The improvement in MIP post-training and at two months follow-up might be related to practice and carry-over benefits of IMT. The mean difference of 9.6 cm H2O in MIP from baseline to 2-month follow-up for the experimental group is encouraging and clinically useful improvements. The substantial changes across time in MIP values of the current study is consistent with results in previous trials.14-16,27 The increased residual volume may be due to neuromotor dysfunction, affecting the respiratory muscles to force the thorax back to normal size voluntarily.7,9 Inspiring against set resistance might have resulted in increased lung expansion, causing the chest to push air out at higher flow rates, thereby increased PEF. The between-group change of 19.4 points in the% of predicted PEF variable from baseline to 6 weeks supports the experimental intervention.

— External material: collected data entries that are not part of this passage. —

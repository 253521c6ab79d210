use std::collections::HashMap;
use std::fmt;
use std::io;
use std::pin::Pin;
use std::sync::atomic::{AtomicBool, AtomicUsize, Ordering};
use std::sync::{Arc, Mutex, MutexGuard, PoisonError};
use std::task::{Context, Poll, Waker};

use bytes::{Buf, BytesMut};
use tokio::io::{AsyncRead, AsyncWrite, ReadBuf};
use tracing::{debug, info};

use crate::error::{Result, TransportError};
use crate::traits::{Session, StreamId, Substream};

/// One direction of a substream.
#[derive(Default)]
struct Pipe {
    buf: BytesMut,
    /// The writing side has finished; reads report EOF once `buf` drains.
    finished: bool,
    /// The session was closed underneath the pipe.
    aborted: bool,
    reader: Option<Waker>,
}

impl Pipe {
    fn wake_reader(&mut self) {
        if let Some(waker) = self.reader.take() {
            waker.wake();
        }
    }
}

type SharedPipe = Arc<Mutex<Pipe>>;

fn lock<T>(mutex: &Mutex<T>) -> MutexGuard<'_, T> {
    mutex.lock().unwrap_or_else(PoisonError::into_inner)
}

fn session_aborted() -> io::Error {
    io::Error::new(io::ErrorKind::ConnectionAborted, "session closed")
}

struct StreamState {
    id: StreamId,
    incoming: SharedPipe,
    outgoing: SharedPipe,
}

/// Both endpoints of one substream.
struct Endpoints {
    server: Arc<StreamState>,
    client: Arc<StreamState>,
}

impl Endpoints {
    fn new(id: StreamId) -> Self {
        let to_server = SharedPipe::default();
        let to_client = SharedPipe::default();
        Self {
            server: Arc::new(StreamState {
                id,
                incoming: Arc::clone(&to_server),
                outgoing: Arc::clone(&to_client),
            }),
            client: Arc::new(StreamState {
                id,
                incoming: to_client,
                outgoing: to_server,
            }),
        }
    }
}

/// A substream endpoint of a [`MemorySession`].
#[derive(Clone)]
pub struct MemoryStream {
    state: Arc<StreamState>,
}

impl MemoryStream {
    /// Returns true if both handles refer to the same stream endpoint.
    pub fn same_stream(&self, other: &Self) -> bool {
        Arc::ptr_eq(&self.state, &other.state)
    }

    /// Returns true once the read side has been closed.
    pub fn is_read_closed(&self) -> bool {
        lock(&self.state.incoming).finished
    }

    /// Returns true once the local write side has been shut down.
    pub fn is_write_closed(&self) -> bool {
        lock(&self.state.outgoing).finished
    }
}

impl Substream for MemoryStream {
    fn stream_id(&self) -> StreamId {
        self.state.id
    }

    fn close_remote(&self) {
        let mut pipe = lock(&self.state.incoming);
        pipe.finished = true;
        pipe.wake_reader();
        debug!(stream_id = self.state.id, "read side closed");
    }
}

impl AsyncRead for MemoryStream {
    fn poll_read(
        self: Pin<&mut Self>,
        cx: &mut Context<'_>,
        buf: &mut ReadBuf<'_>,
    ) -> Poll<io::Result<()>> {
        let mut pipe = lock(&self.state.incoming);
        if !pipe.buf.is_empty() {
            let n = pipe.buf.len().min(buf.remaining());
            buf.put_slice(&pipe.buf[..n]);
            pipe.buf.advance(n);
            return Poll::Ready(Ok(()));
        }
        if pipe.finished {
            return Poll::Ready(Ok(()));
        }
        if pipe.aborted {
            return Poll::Ready(Err(session_aborted()));
        }
        pipe.reader = Some(cx.waker().clone());
        Poll::Pending
    }
}

impl AsyncWrite for MemoryStream {
    fn poll_write(
        self: Pin<&mut Self>,
        _cx: &mut Context<'_>,
        data: &[u8],
    ) -> Poll<io::Result<usize>> {
        let mut pipe = lock(&self.state.outgoing);
        if pipe.aborted {
            return Poll::Ready(Err(session_aborted()));
        }
        if pipe.finished {
            return Poll::Ready(Err(io::Error::new(
                io::ErrorKind::BrokenPipe,
                format!("stream {} write side closed", self.state.id),
            )));
        }
        pipe.buf.extend_from_slice(data);
        pipe.wake_reader();
        Poll::Ready(Ok(data.len()))
    }

    fn poll_flush(self: Pin<&mut Self>, _cx: &mut Context<'_>) -> Poll<io::Result<()>> {
        Poll::Ready(Ok(()))
    }

    fn poll_shutdown(self: Pin<&mut Self>, _cx: &mut Context<'_>) -> Poll<io::Result<()>> {
        let mut pipe = lock(&self.state.outgoing);
        pipe.finished = true;
        pipe.wake_reader();
        Poll::Ready(Ok(()))
    }
}

impl fmt::Debug for MemoryStream {
    fn fmt(&self, f: &mut fmt::Formatter<'_>) -> fmt::Result {
        f.debug_struct("MemoryStream")
            .field("id", &self.state.id)
            .finish()
    }
}

#[derive(Clone, Copy, Debug, PartialEq, Eq)]
enum Side {
    Server,
    Client,
}

#[derive(Default)]
struct Shared {
    streams: Mutex<HashMap<StreamId, Endpoints>>,
    closed: AtomicBool,
    close_calls: AtomicUsize,
    close_reason: Mutex<Option<String>>,
}

/// In-process multiplexed session.
///
/// [`MemorySession::pair`] returns the server and client ends of one
/// session. Either end opens a substream lazily on first reference; the peer
/// end sees the same id. Substreams have unbounded buffers and no flow
/// control.
pub struct MemorySession {
    shared: Arc<Shared>,
    side: Side,
}

impl MemorySession {
    /// Create a connected `(server, client)` session pair.
    pub fn pair() -> (Self, Self) {
        let shared = Arc::new(Shared::default());
        (
            Self {
                shared: Arc::clone(&shared),
                side: Side::Server,
            },
            Self {
                shared,
                side: Side::Client,
            },
        )
    }

    /// Whether the session has been closed from either end.
    pub fn is_closed(&self) -> bool {
        self.shared.closed.load(Ordering::Acquire)
    }

    /// Number of times [`Session::close`] has been called on this session.
    pub fn close_calls(&self) -> usize {
        self.shared.close_calls.load(Ordering::Acquire)
    }

    /// Reason passed to the first close, if any.
    pub fn close_reason(&self) -> Option<String> {
        lock(&self.shared.close_reason).clone()
    }

    /// Ids of every substream opened so far, ascending.
    pub fn stream_ids(&self) -> Vec<StreamId> {
        let mut ids: Vec<StreamId> = lock(&self.shared.streams).keys().copied().collect();
        ids.sort_unstable();
        ids
    }
}

impl Session for MemorySession {
    type Stream = MemoryStream;

    fn get_or_open_stream(&self, id: StreamId) -> Result<MemoryStream> {
        let mut streams = lock(&self.shared.streams);
        if self.shared.closed.load(Ordering::Acquire) {
            return Err(TransportError::SessionClosed);
        }
        let endpoints = streams.entry(id).or_insert_with(|| {
            debug!(stream_id = id, "opening stream");
            Endpoints::new(id)
        });
        let state = match self.side {
            Side::Server => Arc::clone(&endpoints.server),
            Side::Client => Arc::clone(&endpoints.client),
        };
        Ok(MemoryStream { state })
    }

    fn close(&self, reason: Option<&str>) -> Result<()> {
        let streams = lock(&self.shared.streams);
        self.shared.close_calls.fetch_add(1, Ordering::AcqRel);
        if self.shared.closed.swap(true, Ordering::AcqRel) {
            debug!("session already closed");
            return Ok(());
        }
        *lock(&self.shared.close_reason) = reason.map(str::to_owned);

        for endpoints in streams.values() {
            for pipe in [&endpoints.server.incoming, &endpoints.server.outgoing] {
                let mut pipe = lock(pipe);
                pipe.aborted = true;
                pipe.wake_reader();
            }
        }

        info!(
            side = ?self.side,
            streams = streams.len(),
            reason = reason.unwrap_or("none"),
            "session closed"
        );
        Ok(())
    }
}

impl fmt::Debug for MemorySession {
    fn fmt(&self, f: &mut fmt::Formatter<'_>) -> fmt::Result {
        f.debug_struct("MemorySession")
            .field("side", &self.side)
            .field("closed", &self.is_closed())
            .finish()
    }
}

#[cfg(test)]
mod tests {
    use std::time::Duration;

    use tokio::io::{AsyncReadExt, AsyncWriteExt};

    use super::*;

    #[test]
    fn get_or_open_is_idempotent() {
        let (server, _client) = MemorySession::pair();

        let first = server.get_or_open_stream(5).unwrap();
        let second = server.get_or_open_stream(5).unwrap();
        let other = server.get_or_open_stream(7).unwrap();

        assert!(first.same_stream(&second));
        assert!(!first.same_stream(&other));
        assert_eq!(server.stream_ids(), vec![5, 7]);
    }

    #[tokio::test]
    async fn concurrent_get_or_open_returns_one_stream() {
        let (server, _client) = MemorySession::pair();
        let server = Arc::new(server);

        let mut tasks = Vec::new();
        for _ in 0..16 {
            let server = Arc::clone(&server);
            tasks.push(tokio::spawn(async move {
                server.get_or_open_stream(9).unwrap()
            }));
        }

        let mut streams = Vec::new();
        for task in tasks {
            streams.push(task.await.unwrap());
        }
        assert!(streams.iter().all(|s| s.same_stream(&streams[0])));
        assert_eq!(server.stream_ids(), vec![9]);
    }

    #[tokio::test]
    async fn bytes_flow_both_ways() {
        let (server, client) = MemorySession::pair();
        let mut s = server.get_or_open_stream(5).unwrap();
        let mut c = client.get_or_open_stream(5).unwrap();

        c.write_all(b"request").await.unwrap();
        s.write_all(b"response").await.unwrap();

        let mut buf = [0u8; 7];
        s.read_exact(&mut buf).await.unwrap();
        assert_eq!(&buf, b"request");

        let mut buf = [0u8; 8];
        c.read_exact(&mut buf).await.unwrap();
        assert_eq!(&buf, b"response");
    }

    #[tokio::test]
    async fn shutdown_delivers_eof_to_peer() {
        let (server, client) = MemorySession::pair();
        let mut s = server.get_or_open_stream(5).unwrap();
        let mut c = client.get_or_open_stream(5).unwrap();

        s.write_all(b"body").await.unwrap();
        s.shutdown().await.unwrap();
        assert!(s.is_write_closed());

        let mut out = Vec::new();
        c.read_to_end(&mut out).await.unwrap();
        assert_eq!(out, b"body");

        let err = s.write_all(b"late").await.unwrap_err();
        assert_eq!(err.kind(), io::ErrorKind::BrokenPipe);
    }

    #[tokio::test]
    async fn close_remote_reads_zero_bytes() {
        let (server, _client) = MemorySession::pair();
        let mut s = server.get_or_open_stream(5).unwrap();

        s.close_remote();
        assert!(s.is_read_closed());

        let mut buf = [0u8; 16];
        let n = tokio::time::timeout(Duration::from_millis(100), s.read(&mut buf))
            .await
            .expect("read should not block")
            .unwrap();
        assert_eq!(n, 0);
    }

    #[tokio::test]
    async fn close_aborts_pending_reads() {
        let (server, client) = MemorySession::pair();
        let mut s = server.get_or_open_stream(3).unwrap();

        let reader = tokio::spawn(async move {
            let mut buf = [0u8; 4];
            s.read(&mut buf).await
        });
        tokio::task::yield_now().await;

        client.close(Some("bye")).unwrap();

        let err = reader.await.unwrap().unwrap_err();
        assert_eq!(err.kind(), io::ErrorKind::ConnectionAborted);
        assert!(server.is_closed());
        assert_eq!(server.close_reason().as_deref(), Some("bye"));
    }

    #[test]
    fn closed_session_rejects_new_streams() {
        let (server, _client) = MemorySession::pair();
        server.close(None).unwrap();
        server.close(None).unwrap();

        assert!(matches!(
            server.get_or_open_stream(5),
            Err(TransportError::SessionClosed)
        ));
        assert_eq!(server.close_calls(), 2);
        assert_eq!(server.close_reason(), None);
    }
}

There was mixed result in MEP and lung function test with no discernable pattern in the values of FEV1 and FVC. As we had to accommodate the training session within the school timetable, the frequency of training was shorter than the other studies that showed significant changes in the FEV1 and FVC.14,15,25 This study is consistent with the results by Keles et al.16 who observed no significant difference in pulmonary function following 42 sessions of IMT. During the study, we noticed that the participants were not wholly engaged in the IMT and found it monotonous, thereby taking frequent breaks during the training, requiring constant encouragement to continue. The problems such as dyskinesia, drooling, oromotor tone variations and difficulty holding onto the mouthpiece might have limited their ability to execute an optimal inspiration, leading to sub-optimal performance of the IMT. In addition to oromotor issues, the children and adolescents with CP had difficulty performing the PFT and respiratory muscle strength test correctly and required several attempts. Despite this, there was high variability in results and we had to consider the best of the readings, therefore potentially affecting the outcomes. Considering the challenges we encountered, a couple of questions arises as to whether PFT and respiratory muscle strength tests in this population reflect their actual values? Do we need to measure these if other accessible and functional tests are available? If improvement in mobility-related tasks is the primary focus, can other more fun and visual feedback interventions with less strain on the already compromised musculoskeletal system be designed?

This study's major limitation is the heterogeneity of individuals with CP and their GMFCS levels across both groups. Children and adolescents in GMFCS level III have more pronounced restrictions in mobility than those in levels I and II, resulting in a variety in the study sample. We would have prevented this by implementing stratified randomization based on GMFCS levels to create study arms instead of simple randomization. However, due to recruitment challenges and time constraints, we included participants from all three GMFCS levels. The participants from two special-schools may not represent the total population. The intervention duration could have been longer, but we had to complete it within the available school timetable. The sub-optimal performance of IMT might be one of the potential drawbacks as the children did not enjoy the sessions and required constant encouragement and supervision.

Conclusion

The study concludes that adding IMT to sensorimotor physical therapy did not impact mobility as measured with the 6MWT. The IMT did not change pulmonary function.

Acknowledgements

The authors are grateful to participants with cerebral palsy and their parents and teachers. We extend our gratitude to faculty of Association of People with Disability, Spastic Society of Karnataka, and Manipal College of Health Professions, Bangalore, India for their support.